Assignment:
Please copy each line below that contains the string "alloc".

Supplied data:
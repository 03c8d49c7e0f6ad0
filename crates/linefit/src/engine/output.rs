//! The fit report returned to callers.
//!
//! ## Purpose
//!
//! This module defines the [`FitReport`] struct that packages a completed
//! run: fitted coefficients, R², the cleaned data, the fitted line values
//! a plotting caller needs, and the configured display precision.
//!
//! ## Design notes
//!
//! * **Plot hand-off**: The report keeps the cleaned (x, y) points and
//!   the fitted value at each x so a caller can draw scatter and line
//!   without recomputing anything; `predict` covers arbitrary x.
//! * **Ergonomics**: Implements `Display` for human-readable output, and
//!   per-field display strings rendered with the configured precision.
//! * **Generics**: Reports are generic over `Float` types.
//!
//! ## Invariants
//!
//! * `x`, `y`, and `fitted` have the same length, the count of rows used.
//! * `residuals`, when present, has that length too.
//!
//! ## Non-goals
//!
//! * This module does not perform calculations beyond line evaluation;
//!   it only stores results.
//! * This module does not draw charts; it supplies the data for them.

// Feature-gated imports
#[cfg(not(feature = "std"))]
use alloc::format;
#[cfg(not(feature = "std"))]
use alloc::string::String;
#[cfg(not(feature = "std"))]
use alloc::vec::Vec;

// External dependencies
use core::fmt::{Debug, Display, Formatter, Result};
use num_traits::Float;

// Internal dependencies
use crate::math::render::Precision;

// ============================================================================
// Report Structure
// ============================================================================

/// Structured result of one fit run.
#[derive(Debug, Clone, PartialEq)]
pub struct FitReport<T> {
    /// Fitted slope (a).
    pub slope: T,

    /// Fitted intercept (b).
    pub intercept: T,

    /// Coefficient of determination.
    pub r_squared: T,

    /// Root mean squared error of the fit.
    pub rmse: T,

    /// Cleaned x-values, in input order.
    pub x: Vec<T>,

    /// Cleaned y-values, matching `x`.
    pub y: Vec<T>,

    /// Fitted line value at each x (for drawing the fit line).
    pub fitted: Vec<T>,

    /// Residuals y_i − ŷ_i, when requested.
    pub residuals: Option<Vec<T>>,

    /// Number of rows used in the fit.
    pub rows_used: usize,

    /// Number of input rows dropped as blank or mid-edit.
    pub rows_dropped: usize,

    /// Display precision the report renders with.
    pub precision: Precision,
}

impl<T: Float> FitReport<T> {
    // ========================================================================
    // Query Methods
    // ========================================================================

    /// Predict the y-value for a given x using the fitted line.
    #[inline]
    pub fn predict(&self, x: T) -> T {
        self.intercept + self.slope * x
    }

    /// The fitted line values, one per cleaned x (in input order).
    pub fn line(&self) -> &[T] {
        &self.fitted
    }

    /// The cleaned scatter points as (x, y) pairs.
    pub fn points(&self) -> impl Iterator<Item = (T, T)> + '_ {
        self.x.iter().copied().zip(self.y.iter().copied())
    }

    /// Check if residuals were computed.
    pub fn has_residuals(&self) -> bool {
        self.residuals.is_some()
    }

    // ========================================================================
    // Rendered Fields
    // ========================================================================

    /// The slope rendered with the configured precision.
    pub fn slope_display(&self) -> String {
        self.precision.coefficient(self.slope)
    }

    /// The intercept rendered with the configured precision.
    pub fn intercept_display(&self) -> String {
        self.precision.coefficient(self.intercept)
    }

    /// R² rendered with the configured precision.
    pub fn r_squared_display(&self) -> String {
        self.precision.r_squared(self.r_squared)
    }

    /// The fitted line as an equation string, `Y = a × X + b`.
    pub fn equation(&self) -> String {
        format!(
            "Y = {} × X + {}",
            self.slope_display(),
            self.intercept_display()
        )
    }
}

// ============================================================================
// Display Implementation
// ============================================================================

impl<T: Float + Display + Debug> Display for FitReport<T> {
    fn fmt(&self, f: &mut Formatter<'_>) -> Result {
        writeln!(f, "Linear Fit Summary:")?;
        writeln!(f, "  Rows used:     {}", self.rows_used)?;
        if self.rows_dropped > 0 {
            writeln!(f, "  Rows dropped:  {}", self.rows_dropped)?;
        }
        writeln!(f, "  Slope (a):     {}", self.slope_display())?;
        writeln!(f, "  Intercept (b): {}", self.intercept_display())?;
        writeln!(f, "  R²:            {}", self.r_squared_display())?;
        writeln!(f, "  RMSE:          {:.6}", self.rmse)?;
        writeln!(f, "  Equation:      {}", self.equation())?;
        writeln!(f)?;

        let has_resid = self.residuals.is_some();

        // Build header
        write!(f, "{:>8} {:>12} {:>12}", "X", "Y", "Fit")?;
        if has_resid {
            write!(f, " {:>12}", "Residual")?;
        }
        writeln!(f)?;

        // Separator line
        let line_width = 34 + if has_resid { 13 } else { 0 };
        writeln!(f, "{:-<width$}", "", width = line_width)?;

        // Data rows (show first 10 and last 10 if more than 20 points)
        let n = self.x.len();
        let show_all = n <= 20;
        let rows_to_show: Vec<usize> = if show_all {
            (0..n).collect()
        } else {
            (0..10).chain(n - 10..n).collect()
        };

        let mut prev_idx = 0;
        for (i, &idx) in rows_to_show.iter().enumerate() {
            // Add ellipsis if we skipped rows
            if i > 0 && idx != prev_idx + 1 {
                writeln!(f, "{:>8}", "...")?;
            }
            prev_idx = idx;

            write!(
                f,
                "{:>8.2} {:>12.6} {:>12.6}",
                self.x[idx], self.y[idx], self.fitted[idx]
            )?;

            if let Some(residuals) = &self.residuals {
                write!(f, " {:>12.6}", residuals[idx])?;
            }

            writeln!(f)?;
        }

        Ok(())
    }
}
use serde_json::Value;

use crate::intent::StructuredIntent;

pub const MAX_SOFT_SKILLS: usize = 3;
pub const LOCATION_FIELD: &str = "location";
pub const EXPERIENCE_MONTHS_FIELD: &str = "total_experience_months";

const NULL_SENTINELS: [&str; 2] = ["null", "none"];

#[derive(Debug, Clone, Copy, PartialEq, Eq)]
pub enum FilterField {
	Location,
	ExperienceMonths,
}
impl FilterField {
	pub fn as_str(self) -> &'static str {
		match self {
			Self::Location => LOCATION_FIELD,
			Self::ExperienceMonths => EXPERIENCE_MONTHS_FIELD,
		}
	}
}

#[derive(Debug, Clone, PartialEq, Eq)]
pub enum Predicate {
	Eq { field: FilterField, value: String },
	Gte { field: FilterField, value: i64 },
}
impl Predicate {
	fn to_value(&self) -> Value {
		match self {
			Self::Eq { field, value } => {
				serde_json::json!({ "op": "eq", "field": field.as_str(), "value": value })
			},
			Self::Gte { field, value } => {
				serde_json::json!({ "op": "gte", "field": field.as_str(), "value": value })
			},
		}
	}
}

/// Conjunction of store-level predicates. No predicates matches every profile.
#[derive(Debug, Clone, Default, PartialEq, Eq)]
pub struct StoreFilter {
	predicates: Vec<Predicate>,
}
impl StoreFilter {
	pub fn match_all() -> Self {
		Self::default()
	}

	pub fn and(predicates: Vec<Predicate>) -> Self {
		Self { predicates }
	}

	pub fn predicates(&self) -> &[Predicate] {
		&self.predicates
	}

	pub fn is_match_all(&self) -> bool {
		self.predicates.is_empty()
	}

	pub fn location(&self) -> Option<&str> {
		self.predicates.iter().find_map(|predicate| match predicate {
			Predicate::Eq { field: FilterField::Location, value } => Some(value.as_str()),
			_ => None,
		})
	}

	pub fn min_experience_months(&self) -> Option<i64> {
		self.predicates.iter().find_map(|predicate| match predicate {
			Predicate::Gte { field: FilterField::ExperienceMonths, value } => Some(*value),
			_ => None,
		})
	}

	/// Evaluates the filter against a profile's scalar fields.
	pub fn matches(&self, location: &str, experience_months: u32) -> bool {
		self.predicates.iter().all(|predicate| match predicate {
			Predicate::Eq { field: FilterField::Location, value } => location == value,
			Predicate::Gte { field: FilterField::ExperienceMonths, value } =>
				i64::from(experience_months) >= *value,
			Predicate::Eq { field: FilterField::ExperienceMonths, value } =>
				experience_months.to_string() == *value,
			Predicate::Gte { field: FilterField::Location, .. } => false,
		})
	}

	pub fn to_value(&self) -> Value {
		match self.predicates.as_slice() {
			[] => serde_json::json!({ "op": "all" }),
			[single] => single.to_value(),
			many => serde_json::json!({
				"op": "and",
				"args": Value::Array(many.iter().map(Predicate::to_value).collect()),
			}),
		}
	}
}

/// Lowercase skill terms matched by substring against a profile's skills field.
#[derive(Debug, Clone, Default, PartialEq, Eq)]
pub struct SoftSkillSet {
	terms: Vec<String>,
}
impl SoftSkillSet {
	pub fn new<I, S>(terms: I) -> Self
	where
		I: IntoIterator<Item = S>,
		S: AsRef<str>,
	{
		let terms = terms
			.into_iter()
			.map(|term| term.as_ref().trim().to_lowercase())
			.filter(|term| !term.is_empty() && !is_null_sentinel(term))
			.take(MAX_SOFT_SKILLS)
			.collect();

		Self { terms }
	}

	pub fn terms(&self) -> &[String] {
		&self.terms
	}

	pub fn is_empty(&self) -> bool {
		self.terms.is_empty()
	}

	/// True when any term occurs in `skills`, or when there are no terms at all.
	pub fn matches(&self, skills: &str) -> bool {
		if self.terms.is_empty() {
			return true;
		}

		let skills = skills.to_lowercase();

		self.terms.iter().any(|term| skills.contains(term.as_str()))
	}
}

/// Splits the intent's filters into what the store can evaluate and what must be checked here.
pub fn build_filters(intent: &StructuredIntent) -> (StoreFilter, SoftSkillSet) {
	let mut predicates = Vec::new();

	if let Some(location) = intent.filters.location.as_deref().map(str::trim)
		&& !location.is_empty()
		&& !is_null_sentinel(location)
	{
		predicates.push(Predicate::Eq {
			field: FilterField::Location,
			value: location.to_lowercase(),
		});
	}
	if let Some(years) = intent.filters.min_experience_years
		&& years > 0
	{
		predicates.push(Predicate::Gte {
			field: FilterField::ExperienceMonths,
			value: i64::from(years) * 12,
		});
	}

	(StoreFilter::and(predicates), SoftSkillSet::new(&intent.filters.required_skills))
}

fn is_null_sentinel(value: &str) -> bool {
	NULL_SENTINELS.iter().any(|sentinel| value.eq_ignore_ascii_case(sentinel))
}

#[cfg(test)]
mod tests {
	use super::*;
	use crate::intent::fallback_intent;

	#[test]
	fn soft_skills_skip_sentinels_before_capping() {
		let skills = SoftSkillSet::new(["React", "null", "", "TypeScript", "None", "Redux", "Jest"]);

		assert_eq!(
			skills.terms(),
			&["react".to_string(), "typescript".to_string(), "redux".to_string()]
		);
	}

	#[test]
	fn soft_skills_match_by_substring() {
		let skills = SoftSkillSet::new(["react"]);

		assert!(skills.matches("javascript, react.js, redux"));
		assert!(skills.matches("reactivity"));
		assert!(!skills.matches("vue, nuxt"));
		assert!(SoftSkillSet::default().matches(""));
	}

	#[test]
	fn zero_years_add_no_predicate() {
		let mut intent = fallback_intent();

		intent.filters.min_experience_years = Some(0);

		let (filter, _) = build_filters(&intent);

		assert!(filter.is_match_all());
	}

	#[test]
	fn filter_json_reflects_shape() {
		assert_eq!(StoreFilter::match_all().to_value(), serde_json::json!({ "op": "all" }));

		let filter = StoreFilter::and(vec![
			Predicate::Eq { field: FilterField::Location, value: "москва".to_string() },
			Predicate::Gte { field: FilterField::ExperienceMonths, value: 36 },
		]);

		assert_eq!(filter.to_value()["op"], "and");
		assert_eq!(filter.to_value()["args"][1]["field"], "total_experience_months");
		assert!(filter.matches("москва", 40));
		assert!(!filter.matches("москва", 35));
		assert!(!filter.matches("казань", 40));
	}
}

Expected answer:
use alloc::format;
use alloc::string::String;
use alloc::vec::Vec;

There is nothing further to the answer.